#### [Task to carry out]
Reproduce the full listing without a single change.

#### [Extracted records]
____________________

//! Core Extractor implementation

use crate::config::ExtractorConfig;
use crate::error::ExtractorError;
use crate::parser::parse_llm_response;
use crate::prompt::PromptBuilder;
use p2f_domain::{ExtractedFields, ExtractionGateway, LlmProvider, LlmRequest};
use std::path::Path;
use std::sync::Arc;
use tokio::time::timeout;
use tracing::{debug, info};

/// Reads document fields out of PDFs with an LLM
pub struct PdfExtractor<L>
where
    L: LlmProvider,
{
    llm_provider: Arc<L>,
    config: ExtractorConfig,
    prompt: String,
}

impl<L> PdfExtractor<L>
where
    L: LlmProvider + Send + Sync,
    L::Error: std::fmt::Display,
{
    /// Create a new Extractor
    ///
    /// `partners` and `document_types` are the vocabularies the model is
    /// asked to prefer; they are baked into the prompt once.
    ///
    /// # Errors
    ///
    /// Returns [`ExtractorError::Config`] if `config` fails validation.
    pub fn new(
        llm_provider: L,
        config: ExtractorConfig,
        partners: &[String],
        document_types: &[String],
    ) -> Result<Self, ExtractorError> {
        config.validate().map_err(ExtractorError::Config)?;

        let prompt = PromptBuilder::new(&config)
            .with_partners(partners)
            .with_document_types(document_types)
            .build();

        debug!("Prompt length: {} chars", prompt.chars().count());

        Ok(Self {
            llm_provider: Arc::new(llm_provider),
            config,
            prompt,
        })
    }

    /// The instruction sent with every document
    pub fn prompt(&self) -> &str {
        &self.prompt
    }

    /// Model answering extraction requests
    pub fn model_name(&self) -> &str {
        self.llm_provider.model_name()
    }

    /// Extract fields from one PDF
    pub async fn extract_file(&self, path: &Path) -> Result<ExtractedFields, ExtractorError> {
        let io_error = |source| ExtractorError::Io {
            path: path.to_path_buf(),
            source,
        };

        let size = tokio::fs::metadata(path).await.map_err(io_error)?.len();
        if size > self.config.max_file_bytes() {
            return Err(ExtractorError::FileTooLarge(size, self.config.max_file_bytes()));
        }

        let document = tokio::fs::read(path).await.map_err(io_error)?;
        let filename = path
            .file_name()
            .map(|n| n.to_string_lossy().into_owned())
            .unwrap_or_default();

        info!("Extracting {} ({} bytes)", filename, document.len());

        let request = LlmRequest {
            filename,
            document,
            prompt: self.prompt.clone(),
        };

        // Call LLM with timeout
        let llm_response = timeout(
            self.config.extraction_timeout(),
            self.llm_provider.generate(&request),
        )
        .await
        .map_err(|_| ExtractorError::Timeout(self.config.extraction_timeout_secs))?
        .map_err(|e| ExtractorError::Llm(e.to_string()))?;

        debug!("Raw model output for {}: {}", request.filename, llm_response);

        let fields = parse_llm_response(&llm_response)?;

        debug!(
            "Extracted from {}: date={} partner={} documentType={} amount={}",
            request.filename, fields.date, fields.partner, fields.document_type, fields.amount
        );

        Ok(fields)
    }
}

impl<L> ExtractionGateway for PdfExtractor<L>
where
    L: LlmProvider + Send + Sync,
    L::Error: std::fmt::Display,
{
    type Error = ExtractorError;

    async fn extract(&self, path: &Path) -> Result<ExtractedFields, Self::Error> {
        self.extract_file(path).await
    }
}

____________________

#### [Reply]
//! Core Extractor implementation

use crate::config::ExtractorConfig;
use crate::error::ExtractorError;
use crate::parser::parse_llm_response;
use crate::prompt::PromptBuilder;
use p2f_domain::{ExtractedFields, ExtractionGateway, LlmProvider, LlmRequest};
use std::path::Path;
use std::sync::Arc;
use tokio::time::timeout;
use tracing::{debug, info};

/// Reads document fields out of PDFs with an LLM
pub struct PdfExtractor<L>
where
    L: LlmProvider,
{
    llm_provider: Arc<L>,
    config: ExtractorConfig,
    prompt: String,
}

impl<L> PdfExtractor<L>
where
    L: LlmProvider + Send + Sync,
    L::Error: std::fmt::Display,
{
    /// Create a new Extractor
    ///
    /// `partners` and `document_types` are the vocabularies the model is
    /// asked to prefer; they are baked into the prompt once.
    ///
    /// # Errors
    ///
    /// Returns [`ExtractorError::Config`] if `config` fails validation.
    pub fn new(
        llm_provider: L,
        config: ExtractorConfig,
        partners: &[String],
        document_types: &[String],
    ) -> Result<Self, ExtractorError> {
        config.validate().map_err(ExtractorError::Config)?;

        let prompt = PromptBuilder::new(&config)
            .with_partners(partners)
            .with_document_types(document_types)
            .build();

        debug!("Prompt length: {} chars", prompt.chars().count());

        Ok(Self {
            llm_provider: Arc::new(llm_provider),
            config,
            prompt,
        })
    }

    /// The instruction sent with every document
    pub fn prompt(&self) -> &str {
        &self.prompt
    }

    /// Model answering extraction requests
    pub fn model_name(&self) -> &str {
        self.llm_provider.model_name()
    }

    /// Extract fields from one PDF
    pub async fn extract_file(&self, path: &Path) -> Result<ExtractedFields, ExtractorError> {
        let io_error = |source| ExtractorError::Io {
            path: path.to_path_buf(),
            source,
        };

        let size = tokio::fs::metadata(path).await.map_err(io_error)?.len();
        if size > self.config.max_file_bytes() {
            return Err(ExtractorError::FileTooLarge(size, self.config.max_file_bytes()));
        }

        let document = tokio::fs::read(path).await.map_err(io_error)?;
        let filename = path
            .file_name()
            .map(|n| n.to_string_lossy().into_owned())
            .unwrap_or_default();

        info!("Extracting {} ({} bytes)", filename, document.len());

        let request = LlmRequest {
            filename,
            document,
            prompt: self.prompt.clone(),
        };

        // Call LLM with timeout
        let llm_response = timeout(
            self.config.extraction_timeout(),
            self.llm_provider.generate(&request),
        )
        .await
        .map_err(|_| ExtractorError::Timeout(self.config.extraction_timeout_secs))?
        .map_err(|e| ExtractorError::Llm(e.to_string()))?;

        debug!("Raw model output for {}: {}", request.filename, llm_response);

        let fields = parse_llm_response(&llm_response)?;

        debug!(
            "Extracted from {}: date={} partner={} documentType={} amount={}",
            request.filename, fields.date, fields.partner, fields.document_type, fields.amount
        );

        Ok(fields)
    }
}

impl<L> ExtractionGateway for PdfExtractor<L>
where
    L: LlmProvider + Send + Sync,
    L::Error: std::fmt::Display,
{
    type Error = ExtractorError;

    async fn extract(&self, path: &Path) -> Result<ExtractedFields, Self::Error> {
        self.extract_file(path).await
    }
}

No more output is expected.